● Problem details
Determine how many lines of the entries include the word "Display", and report that number with no further text.

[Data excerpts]
========

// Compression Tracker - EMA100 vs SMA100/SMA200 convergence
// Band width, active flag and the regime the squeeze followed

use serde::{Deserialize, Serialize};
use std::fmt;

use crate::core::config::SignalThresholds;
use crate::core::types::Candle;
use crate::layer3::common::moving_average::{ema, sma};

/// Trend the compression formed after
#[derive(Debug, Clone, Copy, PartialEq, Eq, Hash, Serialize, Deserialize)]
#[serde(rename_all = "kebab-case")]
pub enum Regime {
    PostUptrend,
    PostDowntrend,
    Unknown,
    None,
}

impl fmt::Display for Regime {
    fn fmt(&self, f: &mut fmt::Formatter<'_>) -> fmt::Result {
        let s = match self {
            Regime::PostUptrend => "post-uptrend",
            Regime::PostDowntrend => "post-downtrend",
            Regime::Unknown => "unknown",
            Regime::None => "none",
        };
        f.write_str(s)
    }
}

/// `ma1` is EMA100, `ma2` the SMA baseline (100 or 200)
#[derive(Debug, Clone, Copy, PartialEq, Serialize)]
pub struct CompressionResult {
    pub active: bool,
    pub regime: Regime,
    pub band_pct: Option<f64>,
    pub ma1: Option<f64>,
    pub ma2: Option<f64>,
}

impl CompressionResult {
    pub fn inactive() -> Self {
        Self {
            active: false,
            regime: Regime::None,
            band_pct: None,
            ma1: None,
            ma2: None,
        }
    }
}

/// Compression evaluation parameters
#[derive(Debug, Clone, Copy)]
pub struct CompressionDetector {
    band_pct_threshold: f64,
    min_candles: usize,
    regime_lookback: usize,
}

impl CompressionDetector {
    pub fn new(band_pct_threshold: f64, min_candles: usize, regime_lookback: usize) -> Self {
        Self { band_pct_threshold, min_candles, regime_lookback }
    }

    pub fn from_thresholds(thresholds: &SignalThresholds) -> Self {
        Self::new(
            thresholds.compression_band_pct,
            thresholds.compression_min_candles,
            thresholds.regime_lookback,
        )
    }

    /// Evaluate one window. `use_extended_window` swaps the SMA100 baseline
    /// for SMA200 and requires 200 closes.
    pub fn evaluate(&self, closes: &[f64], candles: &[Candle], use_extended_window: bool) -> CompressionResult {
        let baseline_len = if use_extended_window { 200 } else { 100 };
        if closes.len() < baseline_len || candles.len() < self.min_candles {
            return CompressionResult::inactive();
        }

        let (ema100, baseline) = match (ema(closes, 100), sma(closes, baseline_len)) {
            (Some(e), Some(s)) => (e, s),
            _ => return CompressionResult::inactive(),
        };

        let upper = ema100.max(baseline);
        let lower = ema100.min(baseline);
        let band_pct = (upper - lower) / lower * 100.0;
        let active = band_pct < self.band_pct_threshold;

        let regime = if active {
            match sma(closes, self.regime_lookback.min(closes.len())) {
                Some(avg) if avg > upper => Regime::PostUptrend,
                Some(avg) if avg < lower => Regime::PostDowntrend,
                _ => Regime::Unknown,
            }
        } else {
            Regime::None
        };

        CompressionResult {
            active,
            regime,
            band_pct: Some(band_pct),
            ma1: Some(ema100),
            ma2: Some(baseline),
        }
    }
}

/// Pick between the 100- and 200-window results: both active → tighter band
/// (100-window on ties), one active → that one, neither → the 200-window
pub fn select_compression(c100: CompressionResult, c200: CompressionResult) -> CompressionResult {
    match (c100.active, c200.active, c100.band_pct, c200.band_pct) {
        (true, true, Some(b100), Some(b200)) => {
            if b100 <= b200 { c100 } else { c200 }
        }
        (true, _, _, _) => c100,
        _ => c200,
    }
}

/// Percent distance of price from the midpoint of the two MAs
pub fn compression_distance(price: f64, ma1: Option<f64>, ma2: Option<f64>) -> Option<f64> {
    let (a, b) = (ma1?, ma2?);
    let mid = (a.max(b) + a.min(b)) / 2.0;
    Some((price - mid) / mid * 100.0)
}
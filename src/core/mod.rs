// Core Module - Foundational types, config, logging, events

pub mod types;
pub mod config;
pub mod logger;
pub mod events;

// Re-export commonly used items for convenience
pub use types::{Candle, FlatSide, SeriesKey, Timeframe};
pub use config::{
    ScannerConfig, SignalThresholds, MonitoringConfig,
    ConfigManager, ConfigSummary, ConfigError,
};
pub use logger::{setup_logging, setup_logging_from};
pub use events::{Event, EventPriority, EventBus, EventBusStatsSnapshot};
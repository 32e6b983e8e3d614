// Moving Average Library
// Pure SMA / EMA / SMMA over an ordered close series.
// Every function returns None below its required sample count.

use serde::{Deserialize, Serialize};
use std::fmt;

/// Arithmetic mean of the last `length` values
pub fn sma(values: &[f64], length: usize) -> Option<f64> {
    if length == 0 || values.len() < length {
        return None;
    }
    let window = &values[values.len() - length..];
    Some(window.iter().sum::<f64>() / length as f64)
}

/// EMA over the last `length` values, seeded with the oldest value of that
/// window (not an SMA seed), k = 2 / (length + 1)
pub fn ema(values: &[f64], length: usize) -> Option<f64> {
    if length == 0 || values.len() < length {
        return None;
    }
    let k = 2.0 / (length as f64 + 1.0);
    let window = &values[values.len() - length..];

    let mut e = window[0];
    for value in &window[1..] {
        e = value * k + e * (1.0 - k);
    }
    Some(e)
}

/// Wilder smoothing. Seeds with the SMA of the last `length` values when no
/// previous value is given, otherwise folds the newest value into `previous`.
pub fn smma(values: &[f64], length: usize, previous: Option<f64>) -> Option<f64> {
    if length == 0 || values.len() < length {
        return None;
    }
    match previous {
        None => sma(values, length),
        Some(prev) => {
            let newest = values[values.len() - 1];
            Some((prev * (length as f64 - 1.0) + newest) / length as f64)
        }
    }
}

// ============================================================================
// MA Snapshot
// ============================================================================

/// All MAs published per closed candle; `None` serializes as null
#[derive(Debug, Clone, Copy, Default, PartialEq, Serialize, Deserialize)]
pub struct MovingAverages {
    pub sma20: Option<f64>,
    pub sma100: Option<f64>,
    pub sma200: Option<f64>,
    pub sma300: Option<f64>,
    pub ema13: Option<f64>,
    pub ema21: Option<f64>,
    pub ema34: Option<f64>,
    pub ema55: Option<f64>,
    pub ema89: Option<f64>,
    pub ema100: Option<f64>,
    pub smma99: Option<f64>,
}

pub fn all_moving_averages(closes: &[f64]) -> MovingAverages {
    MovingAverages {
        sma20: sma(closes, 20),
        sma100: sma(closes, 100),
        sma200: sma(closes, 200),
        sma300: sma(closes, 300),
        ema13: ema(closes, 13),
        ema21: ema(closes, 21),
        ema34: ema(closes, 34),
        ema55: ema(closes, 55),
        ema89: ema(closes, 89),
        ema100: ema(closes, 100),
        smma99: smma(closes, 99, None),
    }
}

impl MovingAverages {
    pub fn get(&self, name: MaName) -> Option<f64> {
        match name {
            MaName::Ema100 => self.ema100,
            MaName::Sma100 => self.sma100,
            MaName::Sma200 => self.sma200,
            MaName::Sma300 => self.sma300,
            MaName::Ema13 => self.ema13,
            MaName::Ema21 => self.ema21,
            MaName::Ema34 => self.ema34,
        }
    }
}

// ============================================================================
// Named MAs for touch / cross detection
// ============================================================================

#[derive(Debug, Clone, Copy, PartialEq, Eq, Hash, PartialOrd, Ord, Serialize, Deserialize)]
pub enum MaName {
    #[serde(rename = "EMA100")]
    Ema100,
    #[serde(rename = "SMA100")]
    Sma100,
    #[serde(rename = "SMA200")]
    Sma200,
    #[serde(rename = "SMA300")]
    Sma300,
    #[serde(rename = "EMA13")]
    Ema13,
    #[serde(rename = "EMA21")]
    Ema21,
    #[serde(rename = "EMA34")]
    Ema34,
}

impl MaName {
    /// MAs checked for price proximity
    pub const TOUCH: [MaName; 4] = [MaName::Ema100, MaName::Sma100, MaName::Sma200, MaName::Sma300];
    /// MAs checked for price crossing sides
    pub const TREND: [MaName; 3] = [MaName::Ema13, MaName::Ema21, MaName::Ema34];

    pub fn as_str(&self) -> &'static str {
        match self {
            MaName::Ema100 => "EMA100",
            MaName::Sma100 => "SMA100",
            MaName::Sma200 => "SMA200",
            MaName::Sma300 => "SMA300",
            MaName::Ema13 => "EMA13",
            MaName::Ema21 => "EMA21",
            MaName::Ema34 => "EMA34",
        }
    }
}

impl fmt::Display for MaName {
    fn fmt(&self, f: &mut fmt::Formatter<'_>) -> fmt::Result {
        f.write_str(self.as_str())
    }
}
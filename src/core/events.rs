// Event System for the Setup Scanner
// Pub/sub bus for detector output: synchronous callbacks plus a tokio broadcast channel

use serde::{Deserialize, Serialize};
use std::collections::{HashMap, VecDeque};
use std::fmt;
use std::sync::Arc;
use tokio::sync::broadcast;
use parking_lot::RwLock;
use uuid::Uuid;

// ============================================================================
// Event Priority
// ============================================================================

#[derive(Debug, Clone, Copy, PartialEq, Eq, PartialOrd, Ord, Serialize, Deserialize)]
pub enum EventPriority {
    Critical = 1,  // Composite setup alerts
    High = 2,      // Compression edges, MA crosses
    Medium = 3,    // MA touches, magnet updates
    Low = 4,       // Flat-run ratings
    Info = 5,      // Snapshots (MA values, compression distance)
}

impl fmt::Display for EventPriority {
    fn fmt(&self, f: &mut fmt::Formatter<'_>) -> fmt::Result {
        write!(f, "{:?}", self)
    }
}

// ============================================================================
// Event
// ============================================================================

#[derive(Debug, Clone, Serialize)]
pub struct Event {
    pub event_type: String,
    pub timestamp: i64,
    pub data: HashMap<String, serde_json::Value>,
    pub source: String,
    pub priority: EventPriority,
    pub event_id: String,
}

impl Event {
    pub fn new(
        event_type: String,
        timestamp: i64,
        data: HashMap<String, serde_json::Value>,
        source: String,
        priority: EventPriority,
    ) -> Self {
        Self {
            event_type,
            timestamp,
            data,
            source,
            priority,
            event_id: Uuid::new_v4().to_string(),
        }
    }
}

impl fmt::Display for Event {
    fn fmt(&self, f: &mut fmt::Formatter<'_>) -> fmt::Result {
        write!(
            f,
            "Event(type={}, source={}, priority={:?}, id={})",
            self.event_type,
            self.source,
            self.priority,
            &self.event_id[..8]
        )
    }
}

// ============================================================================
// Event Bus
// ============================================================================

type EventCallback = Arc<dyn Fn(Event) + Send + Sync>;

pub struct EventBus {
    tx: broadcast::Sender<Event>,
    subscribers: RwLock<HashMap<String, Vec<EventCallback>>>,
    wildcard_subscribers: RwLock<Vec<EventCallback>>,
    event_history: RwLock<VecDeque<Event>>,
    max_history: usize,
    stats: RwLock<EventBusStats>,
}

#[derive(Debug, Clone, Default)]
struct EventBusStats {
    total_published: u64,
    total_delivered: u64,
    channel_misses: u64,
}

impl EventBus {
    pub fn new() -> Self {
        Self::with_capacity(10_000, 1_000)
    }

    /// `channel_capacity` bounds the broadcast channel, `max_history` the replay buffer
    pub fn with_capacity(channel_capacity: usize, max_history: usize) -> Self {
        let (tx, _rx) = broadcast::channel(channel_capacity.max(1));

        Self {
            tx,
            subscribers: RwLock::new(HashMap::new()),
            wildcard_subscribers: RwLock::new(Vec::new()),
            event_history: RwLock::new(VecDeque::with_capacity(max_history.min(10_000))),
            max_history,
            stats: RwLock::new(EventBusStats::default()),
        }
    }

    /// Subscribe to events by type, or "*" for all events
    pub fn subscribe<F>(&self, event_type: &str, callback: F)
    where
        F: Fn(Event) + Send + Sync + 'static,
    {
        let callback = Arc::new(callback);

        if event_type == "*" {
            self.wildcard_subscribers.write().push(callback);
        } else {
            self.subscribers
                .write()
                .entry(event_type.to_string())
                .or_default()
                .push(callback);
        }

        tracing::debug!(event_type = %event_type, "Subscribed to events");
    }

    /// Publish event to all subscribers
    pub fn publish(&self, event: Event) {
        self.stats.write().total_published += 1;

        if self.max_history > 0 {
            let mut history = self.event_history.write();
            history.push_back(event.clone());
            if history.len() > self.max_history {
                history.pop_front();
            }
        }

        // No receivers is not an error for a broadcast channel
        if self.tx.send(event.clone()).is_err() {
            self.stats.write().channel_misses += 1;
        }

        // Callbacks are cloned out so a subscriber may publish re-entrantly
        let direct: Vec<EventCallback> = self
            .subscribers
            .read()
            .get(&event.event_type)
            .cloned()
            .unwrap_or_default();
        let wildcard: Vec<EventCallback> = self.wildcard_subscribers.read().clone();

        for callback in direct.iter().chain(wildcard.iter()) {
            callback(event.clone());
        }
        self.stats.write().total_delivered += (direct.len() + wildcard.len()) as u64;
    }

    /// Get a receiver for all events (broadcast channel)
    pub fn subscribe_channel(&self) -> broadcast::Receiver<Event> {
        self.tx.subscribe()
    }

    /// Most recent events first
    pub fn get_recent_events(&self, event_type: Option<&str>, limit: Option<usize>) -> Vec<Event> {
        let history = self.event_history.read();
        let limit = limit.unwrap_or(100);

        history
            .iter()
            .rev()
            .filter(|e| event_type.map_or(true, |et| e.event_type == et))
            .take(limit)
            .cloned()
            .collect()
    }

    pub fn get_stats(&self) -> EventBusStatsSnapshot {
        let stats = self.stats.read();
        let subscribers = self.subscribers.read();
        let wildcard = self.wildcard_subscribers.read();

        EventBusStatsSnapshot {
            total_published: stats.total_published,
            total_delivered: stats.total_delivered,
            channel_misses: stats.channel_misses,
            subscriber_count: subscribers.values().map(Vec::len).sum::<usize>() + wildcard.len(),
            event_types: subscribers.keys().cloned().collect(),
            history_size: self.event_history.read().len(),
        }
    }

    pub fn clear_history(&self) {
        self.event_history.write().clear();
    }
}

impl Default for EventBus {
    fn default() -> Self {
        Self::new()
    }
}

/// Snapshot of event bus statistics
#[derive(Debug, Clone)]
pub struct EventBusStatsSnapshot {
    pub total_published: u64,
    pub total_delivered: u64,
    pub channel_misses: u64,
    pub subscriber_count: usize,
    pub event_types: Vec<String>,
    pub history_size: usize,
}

========

● Answer area
4